━━━ Records provided ━━━

//! Error types for the satellite allocator.

use rust_decimal::Decimal;
use thiserror::Error;

#[derive(Error, Debug)]
pub enum Error {
    #[error("Database error: {0}")]
    Database(#[from] sqlx::Error),

    #[error("Database migration error: {0}")]
    Migration(#[from] sqlx::migrate::MigrateError),

    #[error("Configuration file error: {0}")]
    ConfigFile(#[from] config::ConfigError),

    #[error("Configuration error: {message}")]
    Config { message: String },

    /// Out-of-range input or non-positive amount. Nothing was changed.
    #[error("Validation error: {0}")]
    Validation(String),

    /// Lifecycle operation not allowed from the bucket's current status.
    #[error("Invalid transition: {0}")]
    InvalidTransition(String),

    #[error("{kind} not found: {id}")]
    NotFound { kind: &'static str, id: String },

    #[error("{kind} already exists: {id}")]
    AlreadyExists { kind: &'static str, id: String },

    #[error(
        "Insufficient funds in {bucket_id}: has {available} {currency}, needs {required} {currency}"
    )]
    InsufficientFunds {
        bucket_id: String,
        currency: String,
        available: Decimal,
        required: Decimal,
    },

    /// Failure reported by an external collaborator (exchange rates, trade history).
    #[error("External service error: {0}")]
    External(String),
}

impl Error {
    pub fn bucket_not_found(id: impl Into<String>) -> Self {
        Error::NotFound {
            kind: "bucket",
            id: id.into(),
        }
    }

    pub fn validation(message: impl Into<String>) -> Self {
        Error::Validation(message.into())
    }

    pub fn invalid_transition(message: impl Into<String>) -> Self {
        Error::InvalidTransition(message.into())
    }
}

pub type Result<T> = std::result::Result<T, Error>;
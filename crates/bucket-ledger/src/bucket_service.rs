//! Bucket lifecycle, loss-streak breaker and per-satellite settings.

use rust_decimal::Decimal;
use satellite_core::types::{
    Bucket, BucketStatus, SatelliteSettings, StrategyPreset, CORE_BUCKET_ID,
};
use satellite_core::{
    BucketStore, CashManager, Error, LedgerStore, Result, SatelliteStore, SettingsStore,
};
use std::sync::Arc;
use tracing::{debug, info, warn};

use crate::exchange::CurrencyExchangeService;

/// Cash a satellite may still hold per currency and be retired.
const RETIRE_CASH_TOLERANCE: Decimal = Decimal::from_parts(1, 0, 0, false, 2);

/// Manages bucket state transitions on top of a [`SatelliteStore`].
pub struct BucketService {
    store: Arc<dyn SatelliteStore>,
    exchange: Option<Arc<dyn CurrencyExchangeService>>,
}

impl BucketService {
    pub fn new(store: Arc<dyn SatelliteStore>) -> Self {
        Self {
            store,
            exchange: None,
        }
    }

    /// Enable conversion of foreign-currency cash in [`Self::calculate_bucket_value`].
    pub fn with_exchange(mut self, exchange: Arc<dyn CurrencyExchangeService>) -> Self {
        self.exchange = Some(exchange);
        self
    }

    /// Create the core bucket if it does not exist yet.
    pub async fn ensure_core(&self) -> Result<Bucket> {
        if let Some(core) = self.store.get_bucket(CORE_BUCKET_ID).await? {
            return Ok(core);
        }

        let core = Bucket::core();
        match self.store.insert_bucket(&core).await {
            Ok(()) => {
                info!(bucket_id = CORE_BUCKET_ID, "Created core bucket");
                Ok(core)
            }
            // Lost a race with another initializer
            Err(Error::AlreadyExists { .. }) => self.get_bucket(CORE_BUCKET_ID).await,
            Err(e) => Err(e),
        }
    }

    pub async fn get_bucket(&self, bucket_id: &str) -> Result<Bucket> {
        self.store
            .get_bucket(bucket_id)
            .await?
            .ok_or_else(|| Error::bucket_not_found(bucket_id))
    }

    pub async fn get_core(&self) -> Result<Bucket> {
        self.get_bucket(CORE_BUCKET_ID).await
    }

    pub async fn list_buckets(&self) -> Result<Vec<Bucket>> {
        self.store.list_buckets().await
    }

    pub async fn list_satellites(&self) -> Result<Vec<Bucket>> {
        Ok(self
            .store
            .list_buckets()
            .await?
            .into_iter()
            .filter(Bucket::is_satellite)
            .collect())
    }

    /// Buckets currently in `status`.
    pub async fn list_by_status(&self, status: BucketStatus) -> Result<Vec<Bucket>> {
        Ok(self
            .store
            .list_buckets()
            .await?
            .into_iter()
            .filter(|b| b.status == status)
            .collect())
    }

    /// Register a new satellite with no allocation.
    ///
    /// Starts in research (paper trading) unless `start_in_research` is false,
    /// in which case it starts accumulating. Min/max come from the current
    /// allocation settings and default strategy settings are saved alongside.
    pub async fn create_satellite(
        &self,
        satellite_id: &str,
        name: &str,
        notes: Option<String>,
        start_in_research: bool,
    ) -> Result<Bucket> {
        if satellite_id.trim().is_empty() {
            return Err(Error::validation("satellite id must not be empty"));
        }
        if satellite_id == CORE_BUCKET_ID {
            return Err(Error::AlreadyExists {
                kind: "bucket",
                id: satellite_id.to_string(),
            });
        }

        let allocation = self.store.allocation_settings().await?;
        let status = if start_in_research {
            BucketStatus::Research
        } else {
            BucketStatus::Accumulating
        };

        let mut bucket = Bucket::satellite(
            satellite_id,
            name,
            status,
            allocation.satellite_min_pct,
            allocation.satellite_max_pct,
        );
        bucket.notes = notes;

        self.store
            .insert_satellite(&bucket, &SatelliteSettings::new(satellite_id))
            .await?;

        info!(
            satellite_id = %satellite_id,
            status = %status,
            min_pct = allocation.satellite_min_pct,
            max_pct = allocation.satellite_max_pct,
            "Created satellite"
        );
        Ok(bucket)
    }

    async fn transition<F>(&self, bucket_id: &str, action: &'static str, op: F) -> Result<Bucket>
    where
        F: FnOnce(&mut Bucket) -> Result<()>,
    {
        let mut bucket = self.get_bucket(bucket_id).await?;
        let from = bucket.status;
        op(&mut bucket)?;
        self.store.update_bucket(&bucket).await?;

        info!(
            bucket_id = %bucket_id,
            from = %from,
            to = %bucket.status,
            "Bucket {}",
            action
        );
        Ok(bucket)
    }

    pub async fn activate(&self, satellite_id: &str) -> Result<Bucket> {
        self.transition(satellite_id, "activated", Bucket::activate)
            .await
    }

    pub async fn pause(&self, bucket_id: &str) -> Result<Bucket> {
        self.transition(bucket_id, "paused", Bucket::pause).await
    }

    pub async fn resume(&self, bucket_id: &str) -> Result<Bucket> {
        self.transition(bucket_id, "resumed", Bucket::resume).await
    }

    pub async fn hibernate(&self, bucket_id: &str) -> Result<Bucket> {
        self.transition(bucket_id, "hibernated", Bucket::hibernate)
            .await
    }

    /// Retire a paused satellite whose cash has been moved out.
    pub async fn retire(&self, satellite_id: &str) -> Result<Bucket> {
        let mut bucket = self.get_bucket(satellite_id).await?;
        let mut retired = bucket.clone();
        retired.retire()?;

        let balances = self.store.get_all_cash_balances(satellite_id).await?;
        if let Some((currency, balance)) = balances
            .iter()
            .find(|(_, balance)| balance.abs() > RETIRE_CASH_TOLERANCE)
        {
            return Err(Error::invalid_transition(format!(
                "Satellite {} still has {:.2} {} in cash. Please transfer funds before retiring",
                satellite_id, balance, currency
            )));
        }

        bucket = retired;
        self.store.update_bucket(&bucket).await?;
        info!(satellite_id = %satellite_id, "Retired satellite");
        Ok(bucket)
    }

    /// Remove a retired satellite with its balances, transactions and settings.
    ///
    /// Returns the number of transactions removed.
    pub async fn purge_retired(&self, satellite_id: &str) -> Result<u64> {
        let bucket = self.get_bucket(satellite_id).await?;
        if !bucket.is_satellite() || bucket.status != BucketStatus::Retired {
            return Err(Error::invalid_transition(format!(
                "Only retired satellites can be purged ({} is {})",
                satellite_id, bucket.status
            )));
        }

        let removed = self.store.purge_bucket(satellite_id).await?;

        info!(
            satellite_id = %satellite_id,
            transactions_removed = removed,
            "Purged retired satellite"
        );
        Ok(removed)
    }

    /// Feed a closed trade into the bucket's loss-streak breaker.
    pub async fn record_trade_result(&self, bucket_id: &str, is_win: bool) -> Result<Bucket> {
        let mut bucket = self.get_bucket(bucket_id).await?;
        let tripped = bucket.record_trade_result(is_win);
        self.store.update_bucket(&bucket).await?;

        if tripped {
            warn!(
                bucket_id = %bucket_id,
                consecutive_losses = bucket.consecutive_losses,
                "Circuit breaker triggered - bucket paused"
            );
        } else if is_win {
            debug!(bucket_id = %bucket_id, "Reset consecutive losses after win");
        } else {
            info!(
                bucket_id = %bucket_id,
                consecutive_losses = bucket.consecutive_losses,
                max_consecutive_losses = bucket.max_consecutive_losses,
                "Recorded loss"
            );
        }
        Ok(bucket)
    }

    pub async fn reset_consecutive_losses(&self, bucket_id: &str) -> Result<Bucket> {
        let mut bucket = self.get_bucket(bucket_id).await?;
        bucket.consecutive_losses = 0;
        bucket.loss_streak_paused_at = None;
        self.store.update_bucket(&bucket).await?;
        Ok(bucket)
    }

    /// Persist a new high-water mark when `current_value` exceeds the stored one.
    pub async fn update_high_water_mark(
        &self,
        bucket_id: &str,
        current_value: Decimal,
    ) -> Result<Bucket> {
        let mut bucket = self.get_bucket(bucket_id).await?;
        if bucket.update_high_water_mark(current_value) {
            self.store.update_bucket(&bucket).await?;
            info!(
                bucket_id = %bucket_id,
                high_water_mark = %current_value,
                "Updated high water mark"
            );
        }
        Ok(bucket)
    }

    /// Set a bucket's target allocation. Above max fails, below min only warns.
    pub async fn update_allocation(&self, bucket_id: &str, target_pct: f64) -> Result<Bucket> {
        let mut bucket = self.get_bucket(bucket_id).await?;
        bucket.set_target_pct(target_pct)?;

        if bucket.is_below_min() {
            warn!(
                bucket_id = %bucket_id,
                target_pct,
                min_pct = bucket.min_pct.unwrap_or_default(),
                "Target allocation below minimum"
            );
        }

        self.store.update_bucket(&bucket).await?;
        Ok(bucket)
    }

    pub async fn get_settings(&self, satellite_id: &str) -> Result<Option<SatelliteSettings>> {
        self.store.get_settings(satellite_id).await
    }

    /// Validate and persist strategy settings for a satellite.
    pub async fn save_settings(&self, settings: SatelliteSettings) -> Result<SatelliteSettings> {
        settings.validate()?;

        let bucket = self.get_bucket(&settings.satellite_id).await?;
        if !bucket.is_satellite() {
            return Err(Error::validation(format!(
                "Settings can only be saved for satellites, {} is the core bucket",
                bucket.id
            )));
        }

        self.store.save_settings(&settings).await?;
        info!(
            satellite_id = %settings.satellite_id,
            preset = settings.preset.as_deref().unwrap_or("custom"),
            "Saved satellite settings"
        );
        Ok(settings)
    }

    /// Reset a satellite's settings to defaults overlaid with a named preset.
    pub async fn apply_preset(
        &self,
        satellite_id: &str,
        preset_name: &str,
    ) -> Result<SatelliteSettings> {
        let preset = StrategyPreset::find(preset_name)
            .ok_or_else(|| Error::validation(format!("Invalid preset: {}", preset_name)))?;

        let mut settings = SatelliteSettings::new(satellite_id);
        settings.apply_preset(preset);
        self.save_settings(settings).await
    }

    pub fn list_presets(&self) -> &'static [StrategyPreset] {
        StrategyPreset::all()
    }

    /// Positions value plus the bucket's cash, converted to `base_currency`.
    ///
    /// Non-positive balances are ignored. A currency whose rate cannot be
    /// fetched, or any foreign currency when no exchange service is wired,
    /// is skipped with a warning.
    pub async fn calculate_bucket_value(
        &self,
        bucket_id: &str,
        positions_value: Decimal,
        base_currency: &str,
    ) -> Result<Decimal> {
        let balances = self.store.get_all_cash_balances(bucket_id).await?;

        let mut cash = Decimal::ZERO;
        for (currency, balance) in balances {
            if balance <= Decimal::ZERO {
                continue;
            }
            if currency.eq_ignore_ascii_case(base_currency) {
                cash += balance;
                continue;
            }

            let Some(exchange) = &self.exchange else {
                warn!(
                    bucket_id = %bucket_id,
                    currency = %currency,
                    balance = %balance,
                    "Exchange service not available, skipping currency"
                );
                continue;
            };

            match exchange.get_rate(&currency, base_currency).await {
                Ok(rate) => {
                    debug!(
                        bucket_id = %bucket_id,
                        currency = %currency,
                        rate = %rate,
                        "Converted cash to base currency"
                    );
                    cash += balance * rate;
                }
                Err(e) => {
                    warn!(
                        bucket_id = %bucket_id,
                        currency = %currency,
                        balance = %balance,
                        error = %e,
                        "Failed to get exchange rate, skipping currency"
                    );
                }
            }
        }

        let total = positions_value + cash;
        debug!(
            bucket_id = %bucket_id,
            positions_value = %positions_value,
            cash = %cash,
            total = %total,
            "Calculated bucket value"
        );
        Ok(total)
    }
}
//! Persisted per-bucket risk throttle state.

use chrono::{DateTime, Utc};
use serde::{Deserialize, Serialize};

/// The minimal fields the risk controls keep between evaluations.
///
/// The cooldown start is stored as text so a corrupt value can be detected
/// and ignored instead of failing the read.
#[derive(Debug, Clone, PartialEq, Eq, Serialize, Deserialize)]
pub struct RiskState {
    pub bucket_id: String,
    pub cooldown_started_at: Option<String>,
    /// Current reawakening stage, absent when not reawakening.
    pub reawakening_stage: Option<u32>,
    pub reawakening_consecutive_wins: u32,
    pub updated_at: DateTime<Utc>,
}

impl RiskState {
    pub fn new(bucket_id: impl Into<String>) -> Self {
        Self {
            bucket_id: bucket_id.into(),
            cooldown_started_at: None,
            reawakening_stage: None,
            reawakening_consecutive_wins: 0,
            updated_at: Utc::now(),
        }
    }
}
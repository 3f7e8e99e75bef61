//! Bucket Ledger
//!
//! Services over a [`satellite_core::SatelliteStore`]:
//! - Bucket lifecycle, loss-streak breaker and strategy settings
//! - Virtual cash ledger with atomic settlements, transfers and deposit splits
//! - Reconciliation of virtual balances against the brokerage

pub mod balance_service;
pub mod bucket_service;
pub mod exchange;
pub mod reconciliation;

pub use balance_service::BalanceService;
pub use bucket_service::BucketService;
pub use exchange::CurrencyExchangeService;
pub use reconciliation::{
    DiscrepancyDiagnosis, ReconciliationResult, ReconciliationService,
    DEFAULT_AUTO_CORRECT_THRESHOLD,
};
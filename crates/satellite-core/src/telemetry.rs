//! Tracing subscriber setup for binaries, benches and tests.

use crate::{Error, Result};
use tracing_subscriber::{layer::SubscriberExt, util::SubscriberInitExt, EnvFilter};

/// Install a global subscriber filtered by `RUST_LOG`.
///
/// `json` switches the formatter to one JSON object per event.
#[allow(clippy::result_large_err)]
pub fn init_tracing(default_filter: &str, json: bool) -> Result<()> {
    let filter =
        EnvFilter::try_from_default_env().unwrap_or_else(|_| EnvFilter::new(default_filter));

    tracing_subscriber::registry()
        .with(filter)
        .with(json.then(|| tracing_subscriber::fmt::layer().json()))
        .with((!json).then(tracing_subscriber::fmt::layer))
        .try_init()
        .map_err(|e| Error::Config {
            message: format!("failed to install tracing subscriber: {e}"),
        })
}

━━━

- _Brief_
Look for the string "ZERO" in the records, and copy every line where it is found.

- _Task result_
        let mut cash = Decimal::ZERO;
            if balance <= Decimal::ZERO {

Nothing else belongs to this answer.